* **Action item**
Pick out every line of the entries below where "failed" occurs, and copy those lines.

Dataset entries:

◆ ◆ ◆ ◆

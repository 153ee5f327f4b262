pub mod query_parser;
pub mod request_parser;
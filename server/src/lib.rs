pub mod response;
pub mod router;
pub mod server;
pub mod store;
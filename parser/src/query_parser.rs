use std::collections::HashMap;

/// Decodes the query component of a request target into a key/value map.
///
/// Everything after the FIRST `?` is the query string; a second `?` is
/// content, not a new query start. Tokens split on `&`, each token splits
/// at its first `=` (no `=` means an empty value), and both halves are
/// percent-decoded. Repeated keys keep the last value.
pub fn parse_query(target: &str) -> HashMap<String, String> {
    let mut params = HashMap::new();

    let query = match target.split_once('?') {
        Some((_, query)) => query,
        None => return params,
    };
    if query.is_empty() {
        return params;
    }

    for token in query.split('&') {
        let (mut key, mut value) = (token, "");
        if let Some((k, v)) = token.split_once('=') {
            (key, value) = (k, v);
        }
        params.insert(percent_decode(key), percent_decode(value));
    }

    return params;
}

/// Resolves `%XY` escapes to their byte values. `+` is left alone (no
/// form-encoding normalization), and a truncated or non-hex escape passes
/// through verbatim so that decoding is total and deterministic. Decoded
/// bytes are read as UTF-8, lossily.
pub fn percent_decode(input: &str) -> String {
    let bytes = input.as_bytes();
    let mut out = Vec::with_capacity(bytes.len());

    let mut i = 0;
    while i < bytes.len() {
        if bytes[i] == b'%' && i + 2 < bytes.len() {
            if let (Some(hi), Some(lo)) = (hex_value(bytes[i + 1]), hex_value(bytes[i + 2])) {
                out.push(hi << 4 | lo);
                i += 3;
                continue;
            }
        }
        out.push(bytes[i]);
        i += 1;
    }

    return String::from_utf8_lossy(&out).into_owned();
}

#[inline]
fn hex_value(b: u8) -> Option<u8> {
    return match b {
        b'0'..=b'9' => Some(b - b'0'),
        b'a'..=b'f' => Some(b - b'a' + 10),
        b'A'..=b'F' => Some(b - b'A' + 10),
        _ => None,
    };
}
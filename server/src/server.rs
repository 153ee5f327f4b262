use std::io::{self, Read, Write};
use std::net::{SocketAddr, TcpListener, TcpStream, ToSocketAddrs};
use std::time::Duration;

use bytes::{BufMut, BytesMut};
use tracing::{debug, warn};

use cardfile_parser::request_parser;

use crate::router::Router;

const SCRATCH_SIZE: usize = 1024;

/// Parse and response buffers, reused across connections since only one
/// connection is ever live.
struct RequestBuffers {
    parse_buf: BytesMut,
    resp_buf: BytesMut,
}

impl RequestBuffers {
    #[inline(always)]
    fn clear(&mut self) {
        self.parse_buf.clear();
        self.resp_buf.clear();
    }
}

impl Default for RequestBuffers {
    #[inline(always)]
    fn default() -> Self {
        return RequestBuffers {
            parse_buf: BytesMut::new(),
            resp_buf: BytesMut::new(),
        };
    }
}

/// Blocking accept loop: one connection at a time, processed to completion
/// and closed before the next accept. Suspension points are the blocking
/// read of the request head and the blocking response write.
pub struct Server {
    listener: TcpListener,
    router: Router,
    buffers: RequestBuffers,
    scratch: [u8; SCRATCH_SIZE],
    read_timeout: Option<Duration>,
}

impl Server {
    /// Bind failure is the only fatal error in the server's life.
    pub fn bind(
        addr: impl ToSocketAddrs,
        router: Router,
        read_timeout: Option<Duration>,
    ) -> io::Result<Self> {
        let listener = TcpListener::bind(addr)?;
        return Ok(Server {
            listener,
            router,
            buffers: RequestBuffers::default(),
            scratch: [0_u8; SCRATCH_SIZE],
            read_timeout,
        });
    }

    pub fn local_addr(&self) -> io::Result<SocketAddr> {
        return self.listener.local_addr();
    }

    /// Runs forever. A failing connection is logged and the loop keeps
    /// accepting; one bad client never takes the service down.
    pub fn run(mut self) -> io::Result<()> {
        loop {
            let (stream, peer) = match self.listener.accept() {
                Ok(pair) => pair,
                Err(e) => {
                    warn!(error = %e, "accept failed");
                    continue;
                }
            };
            if let Err(e) = self.handle(stream) {
                warn!(peer = %peer, error = %e, "connection failed");
            }
        }
    }

    fn handle(&mut self, mut stream: TcpStream) -> io::Result<()> {
        stream.set_read_timeout(self.read_timeout)?;
        self.buffers.clear();

        read_head(&mut stream, &mut self.scratch, &mut self.buffers.parse_buf)?;
        if self.buffers.parse_buf.is_empty() {
            // Peer connected and closed without sending anything.
            return Ok(());
        }

        let request = match request_parser::parse_request(&self.buffers.parse_buf) {
            Ok(request) => request,
            Err(e) => {
                // Protocol-shape errors get no response, just the close.
                debug!(error = %e, "dropping malformed request");
                return Ok(());
            }
        };

        let response = self.router.route(request.method, request.target);
        response.encode(&mut self.buffers.resp_buf);
        return stream.write_all(&self.buffers.resp_buf);
    }
}

fn is_double_crnl(window: &[u8]) -> bool {
    return window.len() >= 4
        && (window[0] == b'\r')
        && (window[1] == b'\n')
        && (window[2] == b'\r')
        && (window[3] == b'\n');
}

/// Accumulates bytes until the end-of-headers marker or EOF. Header content
/// and any body bytes already read land in `parse_buf` too; the parser
/// ignores them. There is no cap: the read blocks for as long as the peer
/// keeps the head incomplete (unless a read timeout is set).
fn read_head(reader: &mut impl Read, scratch: &mut [u8], parse_buf: &mut BytesMut) -> io::Result<()> {
    loop {
        let n = reader.read(scratch)?;
        if n == 0 {
            return Ok(());
        }
        parse_buf.put(&scratch[..n]);
        if parse_buf.windows(4).any(is_double_crnl) {
            return Ok(());
        }
    }
}
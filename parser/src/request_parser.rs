use nom::character::is_space;
use nom::{
    bytes::complete::take_while1,
    character::complete::char,
    combinator::map,
    sequence::separated_pair,
    IResult,
};
use thiserror::Error;

// METHOD TARGET [PROTOCOL]
// HEADER-LINES (read off the wire, never retained)
// \r\n\r\n
// BODY (ignored)

/// The slice of a request the router actually consumes: the verb and the
/// raw request target. The target keeps its query string; splitting it off
/// is the query decoder's job.
#[derive(PartialEq, Debug)]
pub struct HttpRequest<'a> {
    pub method: Method,
    pub target: &'a str,
}

#[derive(PartialEq, Eq, Clone, Copy, Debug)]
pub enum Method {
    Connect,
    Delete,
    Get,
    Head,
    Options,
    Patch,
    Post,
    Put,
    Trace,
    /// Any verb token we don't recognize. It still reaches the router,
    /// which answers 404 for it.
    Other,
}

impl Method {
    fn from_token(token: &[u8]) -> Method {
        match token.to_ascii_uppercase().as_slice() {
            b"CONNECT" => Method::Connect,
            b"DELETE" => Method::Delete,
            b"GET" => Method::Get,
            b"HEAD" => Method::Head,
            b"OPTIONS" => Method::Options,
            b"PATCH" => Method::Patch,
            b"POST" => Method::Post,
            b"PUT" => Method::Put,
            b"TRACE" => Method::Trace,
            _ => Method::Other,
        }
    }
}

#[derive(Debug, Error, PartialEq, Eq)]
pub enum ParseError {
    #[error("malformed request line")]
    InvalidRequestLine,
    #[error("request target is not valid utf-8")]
    TargetEncoding,
}

#[inline]
fn is_token_byte(i: u8) -> bool {
    return !is_space(i) && i != b'\r' && i != b'\n';
}

#[inline]
fn parse_method(input: &[u8]) -> IResult<&[u8], Method> {
    return map(take_while1(is_token_byte), Method::from_token)(input);
}

#[inline]
fn parse_target(input: &[u8]) -> IResult<&[u8], &[u8]> {
    return take_while1(is_token_byte)(input);
}

#[inline]
fn parse_request_line(input: &[u8]) -> IResult<&[u8], (Method, &[u8])> {
    return separated_pair(parse_method, char(' '), parse_target)(input);
}

/// Parses the request line out of a raw request. Everything after the
/// target (protocol token, header lines, body) is discarded: nothing
/// downstream looks at it. A request line with fewer than two tokens is
/// malformed.
#[inline]
pub fn parse_request(req: &[u8]) -> Result<HttpRequest, ParseError> {
    return match parse_request_line(req) {
        Ok((_, (method, target))) => Ok(HttpRequest {
            method,
            target: std::str::from_utf8(target).map_err(|_| ParseError::TargetEncoding)?,
        }),
        Err(_) => Err(ParseError::InvalidRequestLine),
    };
}
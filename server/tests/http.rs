use std::io::{Read, Write};
use std::net::{Shutdown, SocketAddr, TcpStream};
use std::thread;
use std::time::Duration;

use cardfile_server::router::Router;
use cardfile_server::server::Server;
use cardfile_server::store::Schema;

fn spawn_server(schema: Schema) -> SocketAddr {
    let server = Server::bind(
        ("127.0.0.1", 0),
        Router::new(schema),
        Some(Duration::from_secs(5)),
    )
    .unwrap();
    let addr = server.local_addr().unwrap();
    thread::spawn(move || server.run());
    return addr;
}

fn send(addr: &SocketAddr, request: &str) -> String {
    let mut stream = TcpStream::connect(addr).unwrap();
    stream
        .set_read_timeout(Some(Duration::from_secs(5)))
        .unwrap();
    stream.write_all(request.as_bytes()).unwrap();
    stream.shutdown(Shutdown::Write).unwrap();

    let mut response = String::new();
    stream.read_to_string(&mut response).unwrap();
    return response;
}

fn request(method: &str, target: &str) -> String {
    return format!("{method} {target} HTTP/1.1\r\nHost: localhost\r\n\r\n");
}

#[test]
fn contacts_crud_scenario() {
    let addr = spawn_server(Schema::contacts());

    let resp = send(&addr, &request("GET", "/contacts"));
    assert!(resp.starts_with("HTTP/1.1 200 OK\r\n"), "{resp}");
    assert!(resp.contains("No contacts"));

    let resp = send(&addr, &request("POST", "/add?name=Ann&phone=555"));
    assert!(resp.starts_with("HTTP/1.1 200 OK\r\n"), "{resp}");
    assert!(resp.contains("Contact added: Ann"));

    let resp = send(&addr, &request("GET", "/contacts"));
    assert!(resp.contains("<tr><td>0</td><td>Ann</td><td>555</td></tr>"), "{resp}");

    let resp = send(&addr, &request("POST", "/edit?index=0&phone=999"));
    assert!(resp.starts_with("HTTP/1.1 200 OK\r\n"), "{resp}");
    assert!(resp.contains("Contact updated"));

    let resp = send(&addr, &request("GET", "/contacts"));
    assert!(resp.contains("<tr><td>0</td><td>Ann</td><td>999</td></tr>"), "{resp}");

    let resp = send(&addr, &request("POST", "/remove?index=5"));
    assert!(resp.starts_with("HTTP/1.1 400 Bad Request\r\n"), "{resp}");
    assert!(resp.contains("Invalid index"));

    let resp = send(&addr, &request("POST", "/remove?index=0"));
    assert!(resp.starts_with("HTTP/1.1 200 OK\r\n"), "{resp}");
    assert!(resp.contains("Contact removed: Ann"));

    let resp = send(&addr, &request("GET", "/contacts"));
    assert!(resp.contains("No contacts"), "{resp}");
}

#[test]
fn contacts_validation_and_misses() {
    let addr = spawn_server(Schema::contacts());

    let resp = send(&addr, &request("POST", "/add?name=Ann"));
    assert!(resp.starts_with("HTTP/1.1 400 Bad Request\r\n"), "{resp}");
    assert!(resp.contains("Name and phone are required"));

    let resp = send(&addr, &request("GET", "/unknown"));
    assert!(resp.starts_with("HTTP/1.1 404 Not Found\r\n"), "{resp}");

    let resp = send(&addr, &request("FROB", "/contacts"));
    assert!(resp.starts_with("HTTP/1.1 404 Not Found\r\n"), "{resp}");

    // Store untouched by any of the misses above.
    let resp = send(&addr, &request("GET", "/contacts"));
    assert!(resp.contains("No contacts"), "{resp}");
}

#[test]
fn contacts_listing_escapes_markup() {
    let addr = spawn_server(Schema::contacts());

    let resp = send(&addr, &request("POST", "/add?name=%3Cb%3EAnn%3C%2Fb%3E&phone=555"));
    assert!(resp.starts_with("HTTP/1.1 200 OK\r\n"), "{resp}");

    let resp = send(&addr, &request("GET", "/contacts"));
    assert!(resp.contains("&lt;b&gt;Ann&lt;/b&gt;"), "{resp}");
    assert!(!resp.contains("<td><b>Ann</b></td>"), "{resp}");
}

#[test]
fn notes_placeholder_deployment() {
    let addr = spawn_server(Schema::notes());

    let resp = send(&addr, &request("POST", "/remove?index=0"));
    assert!(resp.starts_with("HTTP/1.1 400 Bad Request\r\n"), "{resp}");
    assert!(resp.contains("No notes to remove"));

    let resp = send(&addr, &request("POST", "/add"));
    assert!(resp.starts_with("HTTP/1.1 200 OK\r\n"), "{resp}");
    assert!(resp.contains("Note added"));

    let resp = send(&addr, &request("POST", "/edit?index=0&text=Buy%20milk"));
    assert!(resp.starts_with("HTTP/1.1 200 OK\r\n"), "{resp}");
    assert!(resp.contains("Note updated"));

    let resp = send(&addr, &request("GET", "/notes"));
    assert!(resp.contains("<tr><td>0</td><td>Buy milk</td></tr>"), "{resp}");

    let resp = send(&addr, &request("POST", "/remove?index=0"));
    assert!(resp.starts_with("HTTP/1.1 200 OK\r\n"), "{resp}");
    assert!(resp.contains("Note removed"));
}

#[test]
fn malformed_and_empty_requests_close_silently() {
    let addr = spawn_server(Schema::contacts());

    // Connect-and-close: no request, no response.
    let resp = send(&addr, "");
    assert_eq!(resp, "");

    // A bare blank line has no request line to parse.
    let resp = send(&addr, "\r\n\r\n");
    assert_eq!(resp, "");

    // The service keeps serving afterwards.
    let resp = send(&addr, &request("GET", "/contacts"));
    assert!(resp.starts_with("HTTP/1.1 200 OK\r\n"), "{resp}");
}

#[test]
fn content_length_matches_body() {
    let addr = spawn_server(Schema::contacts());

    let resp = send(&addr, &request("GET", "/contacts"));
    let (head, body) = resp.split_once("\r\n\r\n").unwrap();
    assert!(head.contains("Content-Type: text/html"));
    let length: usize = head
        .split("Content-Length: ")
        .nth(1)
        .unwrap()
        .parse()
        .unwrap();
    assert_eq!(length, body.len());
}
/// Field layout and presentation strings for one deployment of the engine.
///
/// The engine itself only knows about ordered string fields; everything
/// collection-specific (path segment, labels, which field names a record in
/// confirmation messages, whether `/add` without params appends a canned
/// record) lives here.
pub struct Schema {
    /// Path segment the listing answers on, e.g. `contacts` for `GET /contacts`.
    pub collection: &'static str,
    /// Singular label used in confirmation messages, e.g. `Contact`.
    pub label: &'static str,
    /// Ordered field names; records hold one string per entry.
    pub fields: &'static [&'static str],
    /// Index of a name-like field quoted in add/remove confirmations.
    pub name_field: Option<usize>,
    /// Record appended by `/add` when no usable field params arrive.
    pub placeholder: Option<&'static [&'static str]>,
}

impl Schema {
    pub fn contacts() -> Self {
        return Schema {
            collection: "contacts",
            label: "Contact",
            fields: &["name", "phone"],
            name_field: Some(0),
            placeholder: None,
        };
    }

    pub fn notes() -> Self {
        return Schema {
            collection: "notes",
            label: "Note",
            fields: &["text"],
            name_field: None,
            placeholder: Some(&["New note"]),
        };
    }

    /// "Name and phone are required" / "Text is required"
    pub fn required_message(&self) -> String {
        let verb = if self.fields.len() > 1 { "are" } else { "is" };
        return format!("{} {} required", self.field_list(" and "), verb);
    }

    /// "Name or phone required" / "Text required"
    pub fn edit_required_message(&self) -> String {
        return format!("{} required", self.field_list(" or "));
    }

    fn field_list(&self, separator: &str) -> String {
        let mut out = String::new();
        for (i, field) in self.fields.iter().enumerate() {
            if i == 0 {
                out.push_str(&capitalize(field));
            } else {
                out.push_str(separator);
                out.push_str(field);
            }
        }
        return out;
    }
}

pub(crate) fn capitalize(word: &str) -> String {
    let mut chars = word.chars();
    return match chars.next() {
        Some(first) => first.to_uppercase().collect::<String>() + chars.as_str(),
        None => String::new(),
    };
}

/// One row of the store: string fields parallel to the schema's field list.
#[derive(Clone, Debug, PartialEq, Eq)]
pub struct Record {
    fields: Vec<String>,
}

impl Record {
    pub fn new(fields: Vec<String>) -> Self {
        return Record { fields };
    }

    pub fn from_slice(fields: &[&str]) -> Self {
        return Record {
            fields: fields.iter().map(|f| (*f).to_owned()).collect(),
        };
    }

    pub fn field(&self, index: usize) -> &str {
        return &self.fields[index];
    }

    pub fn fields(&self) -> &[String] {
        return &self.fields;
    }

    pub fn set_field(&mut self, index: usize, value: String) {
        self.fields[index] = value;
    }
}

/// The ordered in-memory record sequence. A record's identity is its
/// position: removing record `i` shifts every later record down by one.
/// Lives exactly as long as the process; starts empty.
#[derive(Default)]
pub struct Store {
    records: Vec<Record>,
}

impl Store {
    pub fn add(&mut self, record: Record) {
        self.records.push(record);
    }

    /// Removes and returns the record at `index`, or `None` when the index
    /// is outside `[0, len)`.
    pub fn remove(&mut self, index: usize) -> Option<Record> {
        if index >= self.records.len() {
            return None;
        }
        return Some(self.records.remove(index));
    }

    pub fn get_mut(&mut self, index: usize) -> Option<&mut Record> {
        return self.records.get_mut(index);
    }

    pub fn len(&self) -> usize {
        return self.records.len();
    }

    pub fn is_empty(&self) -> bool {
        return self.records.is_empty();
    }

    pub fn iter(&self) -> impl Iterator<Item = &Record> {
        return self.records.iter();
    }
}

◆ ◆ ◆ ◆

* **Answer to this problem**
                    warn!(error = %e, "accept failed");
                warn!(peer = %peer, error = %e, "connection failed");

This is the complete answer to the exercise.